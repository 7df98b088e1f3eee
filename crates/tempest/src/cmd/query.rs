//! Index queries
//!
//! Results are printed as JSON, one document per alert. Both commands need
//! an index that outlives the process.

use anyhow::{Context, Result};
use clap::Args;
use tempest_config::Config;
use tempest_protocol::{AlertQuery, AlertRecord};

use crate::builder;

/// Search command arguments
#[derive(Args, Debug)]
pub struct SearchArgs {
    #[arg(long)]
    pub id: Option<String>,

    #[arg(long)]
    pub title: Option<String>,

    #[arg(long)]
    pub summary: Option<String>,

    #[arg(long)]
    pub category: Option<String>,

    /// Matched against `areaDesc`
    #[arg(long)]
    pub area: Option<String>,

    #[arg(long)]
    pub severity: Option<String>,

    #[arg(long)]
    pub urgency: Option<String>,

    #[arg(long)]
    pub certainty: Option<String>,

    /// RFC 3339 instant, e.g. 2021-04-01T12:00:00Z
    #[arg(long)]
    pub effective: Option<String>,

    /// RFC 3339 instant
    #[arg(long)]
    pub expires: Option<String>,

    /// RFC 3339 instant
    #[arg(long)]
    pub updated: Option<String>,

    #[arg(long)]
    pub active: Option<bool>,

    /// Tolerate small misspellings instead of matching exactly
    #[arg(long)]
    pub fuzzy: bool,

    /// Output format: json (default), compact
    #[arg(short, long, default_value = "json")]
    pub output: String,
}

impl SearchArgs {
    fn query(&self) -> AlertQuery {
        AlertQuery {
            id: self.id.clone(),
            title: self.title.clone(),
            summary: self.summary.clone(),
            category: self.category.clone(),
            area_desc: self.area.clone(),
            severity: self.severity.clone(),
            urgency: self.urgency.clone(),
            certainty: self.certainty.clone(),
            effective: self.effective.clone(),
            expires: self.expires.clone(),
            updated: self.updated.clone(),
            active: self.active,
        }
    }
}

/// Select command arguments
#[derive(Args, Debug)]
pub struct SelectArgs {
    /// Maximum number of alerts (index default when omitted)
    #[arg(long)]
    pub limit: Option<usize>,

    /// Output format: json (default), compact
    #[arg(short, long, default_value = "json")]
    pub output: String,
}

/// Run the search command
pub async fn search(config: &Config, args: SearchArgs) -> Result<()> {
    let query = args.query();
    if query.is_empty() {
        anyhow::bail!("at least one field is required, e.g. --severity Severe");
    }
    require_persistent_index(config, "search")?;

    let (orchestrator, workers) = builder::build(config)?;
    let result = orchestrator.search(&query, args.fuzzy).await;
    workers.shutdown().await;

    print_records(&result.context("search failed")?, &args.output)
}

/// Run the select command
pub async fn select(config: &Config, args: SelectArgs) -> Result<()> {
    require_persistent_index(config, "select")?;
    let (orchestrator, workers) = builder::build(config)?;
    let result = orchestrator.select_all(args.limit).await;
    workers.shutdown().await;

    print_records(&result.context("select failed")?, &args.output)
}

/// A fresh in-memory index is always empty, so querying it says nothing
fn require_persistent_index(config: &Config, command: &str) -> Result<()> {
    if config.index.backend.is_in_process() {
        anyhow::bail!(
            "{command} needs a persistent index; the in-memory backend starts empty on every run \
             (set [index.backend] type = \"elasticsearch\")"
        );
    }
    Ok(())
}

fn print_records(records: &[AlertRecord], output: &str) -> Result<()> {
    for record in records {
        let line = match output {
            "compact" => serde_json::to_string(record)?,
            _ => serde_json::to_string_pretty(record)?,
        };
        println!("{line}");
    }
    tracing::debug!(count = records.len(), "printed alerts");
    Ok(())
}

# # #

### ASSIGNMENT
Starting at the first line of the entries above, please extract each line up to and including the line with "pub struct SelectArgs", unchanged, and add nothing.

### ANSWER FOR THE TASK
repository 7df98b088e1f3eee
filename crates/tempest/src/cmd/query.rs
//! Index queries
//!
//! Results are printed as JSON, one document per alert. Both commands need
//! an index that outlives the process.

use anyhow::{Context, Result};
use clap::Args;
use tempest_config::Config;
use tempest_protocol::{AlertQuery, AlertRecord};

use crate::builder;

/// Search command arguments
#[derive(Args, Debug)]
pub struct SearchArgs {
    #[arg(long)]
    pub id: Option<String>,

    #[arg(long)]
    pub title: Option<String>,

    #[arg(long)]
    pub summary: Option<String>,

    #[arg(long)]
    pub category: Option<String>,

    /// Matched against `areaDesc`
    #[arg(long)]
    pub area: Option<String>,

    #[arg(long)]
    pub severity: Option<String>,

    #[arg(long)]
    pub urgency: Option<String>,

    #[arg(long)]
    pub certainty: Option<String>,

    /// RFC 3339 instant, e.g. 2021-04-01T12:00:00Z
    #[arg(long)]
    pub effective: Option<String>,

    /// RFC 3339 instant
    #[arg(long)]
    pub expires: Option<String>,

    /// RFC 3339 instant
    #[arg(long)]
    pub updated: Option<String>,

    #[arg(long)]
    pub active: Option<bool>,

    /// Tolerate small misspellings instead of matching exactly
    #[arg(long)]
    pub fuzzy: bool,

    /// Output format: json (default), compact
    #[arg(short, long, default_value = "json")]
    pub output: String,
}

impl SearchArgs {
    fn query(&self) -> AlertQuery {
        AlertQuery {
            id: self.id.clone(),
            title: self.title.clone(),
            summary: self.summary.clone(),
            category: self.category.clone(),
            area_desc: self.area.clone(),
            severity: self.severity.clone(),
            urgency: self.urgency.clone(),
            certainty: self.certainty.clone(),
            effective: self.effective.clone(),
            expires: self.expires.clone(),
            updated: self.updated.clone(),
            active: self.active,
        }
    }
}

/// Select command arguments
#[derive(Args, Debug)]
pub struct SelectArgs {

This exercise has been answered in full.